Nursing bitterness is no part of Xanana Gusmao's message. Just before the vote he offered a "general amnesty for all political crimes committed until now". Now, however, after thousands of post-ballot murders, he does not want the amnesty promise to be "an incentive for other violence and animal-type behaviour".
In the context of a spirit of national unity he says that all those who were pro-autonomy (pro-Indonesia) but anti-violence can be encompassed. And he had some names here for a government of national unity. Among them are Mario Carrascalao, a former governor of East Timor under Indonesia and brother of Manuel, a CNRT leader whose son was murdered last April during the visit of the Minister for Foreign Affairs, Mr Andrews, and of Joao, the official CNRT spokesman.
But "for all those who are murderers and destroyers of our people they must return and explain what they did to the people and acknowledge seriously their crimes," Gusmao said. Amnesty can hurt the feelings of people so the people must decide.
Accompanying "President Gusmao" was Jose Ramos Horta, the Nobel laureate who has been known as East Timor's "foreign minister in exile". He says he is tired of travelling and, while he will work with his leader until December, he has not yet decided to accept an offer of a place in government.
But Gusmao deferred to him on several questions yesterday as if Ramos Horta were his prime minister. And Ramos Horta suggested another name, Father Filomeno Jacob PhD, for the foreign portfolio.
So it may not be true that he will write silly books and open "an Irish bar in Dili" as he has been telling me.

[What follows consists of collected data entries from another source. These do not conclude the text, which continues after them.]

//! # retro-api
//!
//! REST API layer for Retro. Role administration, retrospectives with their
//! items and groups, and the voting phase, all behind JWT bearer auth.

pub mod middleware;
pub mod routes;

use axum::Router;
use retro_db::Database;
use retro_voting::{PgVoteStore, VotingSessionManager};
use std::sync::Arc;

/// Shared application state available to all route handlers.
#[derive(Clone)]
pub struct AppState {
    pub db: Database,
    /// Open voting sessions. The in-memory trackers are authoritative while
    /// voting is open; writes reach Postgres in order through a background writer.
    pub voting: VotingSessionManager<PgVoteStore>,
}

impl AppState {
    pub fn new(db: Database) -> Self {
        let voting = VotingSessionManager::new(Arc::new(PgVoteStore::new(db.clone())));
        Self { db, voting }
    }
}

/// Build the complete API router with all routes and middleware.
pub fn build_router(state: AppState) -> Router {
    let state = Arc::new(state);

    let authed = Router::new()
        .merge(routes::roles::router())
        .merge(routes::retrospectives::router())
        .merge(routes::voting::router())
        .route_layer(axum::middleware::from_fn_with_state(
            state.clone(),
            middleware::auth_middleware,
        ));

    let api_routes = Router::new()
        .merge(authed)
        .merge(routes::health::router());

    Router::new()
        .nest("/api/v1", api_routes)
        .layer(axum::middleware::from_fn(middleware::security_headers))
        .layer(
            tower_http::cors::CorsLayer::new()
                .allow_origin(tower_http::cors::Any)
                .allow_methods(tower_http::cors::Any)
                .allow_headers(tower_http::cors::Any),
        )
        .layer(tower_http::trace::TraceLayer::new_for_http())
        .layer(tower_http::compression::CompressionLayer::new())
        .with_state(state)
}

Turning the other cheek has been the mark of Gusmao's recent leadership of FALINTIL. Had the army become a mainly "symbolic force" of just 600? No, FALINTIL's observance of a ceasefire and cantonment, unlike the militias, had been a deliberate decision "not to feed into what the Indonesians were doing".
In fact FALINTIN had recently engaged the army and militias twice. In one fight they captured 19 modern weapons before freeing captured soldiers. In another, after a priest and two nuns were murdered, FALINTIN killed 13 militia fighters.

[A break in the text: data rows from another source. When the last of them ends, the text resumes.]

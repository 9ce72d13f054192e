//! Retrospective routes: the meeting itself, its vote caps, and the items
//! and groups people vote on.

use axum::{
    Json, Router,
    extract::{Extension, Path, State},
    routing::{get, patch, post},
};
use retro_common::{
    error::{RetroError, RetroResult},
    models::{
        item::{CreateGroupRequest, CreateItemRequest, Item, ItemGroup},
        retrospective::{
            CreateRetrospectiveRequest, RetrospectiveResponse, UpdateVoteLimitsRequest,
        },
        vote::VoteTarget,
    },
    rbac::{Action, Resource},
    snowflake,
    validation::{validate_name, validate_request},
};
use retro_db::repository::{items, retrospectives};
use serde::Serialize;
use std::sync::Arc;
use uuid::Uuid;

use super::{actor, find_retrospective};
use crate::{AppState, middleware::AuthContext};

/// Retrospective routes.
pub fn router() -> Router<Arc<AppState>> {
    Router::new()
        .route("/retrospectives", post(create_retrospective))
        .route("/retrospectives/{retro_id}", get(get_retrospective))
        .route("/retrospectives/{retro_id}/vote-limits", patch(update_vote_limits))
        .route("/retrospectives/{retro_id}/items", post(create_item))
        .route("/retrospectives/{retro_id}/groups", post(create_group))
}

#[derive(Serialize)]
struct RetrospectiveDetail {
    #[serde(flatten)]
    retrospective: RetrospectiveResponse,
    items: Vec<Item>,
    voting_active: bool,
}

/// POST /api/v1/retrospectives
async fn create_retrospective(
    Extension(auth): Extension<AuthContext>,
    State(state): State<Arc<AppState>>,
    Json(body): Json<CreateRetrospectiveRequest>,
) -> RetroResult<Json<RetrospectiveResponse>> {
    validate_request(&body)?;
    validate_name(&body.name)?;

    let me = actor(&state, &auth).await?;
    me.authorize(Resource::Retrospective, Action::Create)?;

    let config = retro_common::config::get();
    let max_total = body
        .max_total_votes
        .unwrap_or(config.voting.default_max_total_votes);

    let retro = retrospectives::create_retrospective(
        &state.db.pool,
        snowflake::generate_id(),
        body.team_id,
        body.name.trim(),
        to_db_cap(body.max_votes_per_item)?,
        to_db_cap(max_total)?,
        auth.user_id,
    )
    .await?;

    tracing::info!(
        retrospective = %retro.id,
        team = %retro.team_id,
        created_by = %auth.user_id,
        max_per_item = retro.max_votes_per_item,
        max_total = retro.max_total_votes,
        "Retrospective created"
    );

    Ok(Json(retro.into()))
}

/// GET /api/v1/retrospectives/:retro_id
async fn get_retrospective(
    Extension(auth): Extension<AuthContext>,
    State(state): State<Arc<AppState>>,
    Path(retro_id): Path<Uuid>,
) -> RetroResult<Json<RetrospectiveDetail>> {
    let me = actor(&state, &auth).await?;
    me.authorize(Resource::Retrospective, Action::View)?;

    let retro = find_retrospective(&state, retro_id).await?;
    let items = items::list_items(&state.db.pool, retro_id).await?;

    Ok(Json(RetrospectiveDetail {
        retrospective: retro.into(),
        items,
        voting_active: state.voting.is_active(retro_id).await,
    }))
}

/// PATCH /api/v1/retrospectives/:retro_id/vote-limits
///
/// Caps are frozen while voting is open; stop voting, edit, start again.
async fn update_vote_limits(
    Extension(auth): Extension<AuthContext>,
    State(state): State<Arc<AppState>>,
    Path(retro_id): Path<Uuid>,
    Json(body): Json<UpdateVoteLimitsRequest>,
) -> RetroResult<Json<RetrospectiveResponse>> {
    validate_request(&body)?;

    let me = actor(&state, &auth).await?;
    me.authorize(Resource::Retrospective, Action::Edit)?;

    find_retrospective(&state, retro_id).await?;
    if state.voting.is_active(retro_id).await {
        return Err(RetroError::VotingOpen);
    }

    let retro = retrospectives::update_vote_limits(
        &state.db.pool,
        retro_id,
        body.max_votes_per_item.map(to_db_cap).transpose()?,
        body.max_total_votes.map(to_db_cap).transpose()?,
    )
    .await?;

    tracing::info!(
        retrospective = %retro_id,
        max_per_item = retro.max_votes_per_item,
        max_total = retro.max_total_votes,
        "Vote limits updated"
    );

    Ok(Json(retro.into()))
}

/// POST /api/v1/retrospectives/:retro_id/items: Any member may contribute.
async fn create_item(
    Extension(auth): Extension<AuthContext>,
    State(state): State<Arc<AppState>>,
    Path(retro_id): Path<Uuid>,
    Json(body): Json<CreateItemRequest>,
) -> RetroResult<Json<Item>> {
    validate_request(&body)?;

    let me = actor(&state, &auth).await?;
    me.authorize(Resource::Retrospective, Action::View)?;

    find_retrospective(&state, retro_id).await?;
    if let Some(group_id) = body.group_id {
        let group = VoteTarget::group(group_id);
        if !items::target_exists(&state.db.pool, retro_id, group).await? {
            return Err(RetroError::not_found("Item group"));
        }
    }

    let item = items::create_item(
        &state.db.pool,
        snowflake::generate_id(),
        retro_id,
        body.group_id,
        auth.user_id,
        &body.content,
    )
    .await?;

    tracing::debug!(retrospective = %retro_id, item = %item.id, "Item created");
    Ok(Json(item))
}

/// POST /api/v1/retrospectives/:retro_id/groups
async fn create_group(
    Extension(auth): Extension<AuthContext>,
    State(state): State<Arc<AppState>>,
    Path(retro_id): Path<Uuid>,
    Json(body): Json<CreateGroupRequest>,
) -> RetroResult<Json<ItemGroup>> {
    validate_request(&body)?;
    validate_name(&body.name)?;

    let me = actor(&state, &auth).await?;
    me.authorize(Resource::Retrospective, Action::Edit)?;

    find_retrospective(&state, retro_id).await?;

    let group = items::create_group(
        &state.db.pool,
        snowflake::generate_id(),
        retro_id,
        body.name.trim(),
    )
    .await?;
    let moved =
        items::assign_items_to_group(&state.db.pool, retro_id, group.id, &body.item_ids).await?;

    tracing::debug!(
        retrospective = %retro_id,
        group = %group.id,
        items = moved,
        "Group created"
    );
    Ok(Json(group))
}

fn to_db_cap(value: u32) -> RetroResult<i32> {
    i32::try_from(value).map_err(|_| RetroError::Validation {
        message: format!("Vote cap {value} is out of range"),
    })
}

In the new state, "a market economy with selective intervention of the State to ensure equity, transparency and efficiency", the Indonesian Bahasa language will continue to be taught along with "the mother tongue", Tetum.
Forgiveness is intended to be the mark of the new country of the new millennium. Gusmao says he has already told Mr Alatas that "all that has happened has damaged the image of Indonesia and we are willing to overlook this and put it in the past." But, he says, to restore a "cleaner image" to Indonesia its government must help.
In East Timor "we don't feel revenge but justice", says the president, stressing the need for accountability to help the people's feelings of deep trauma.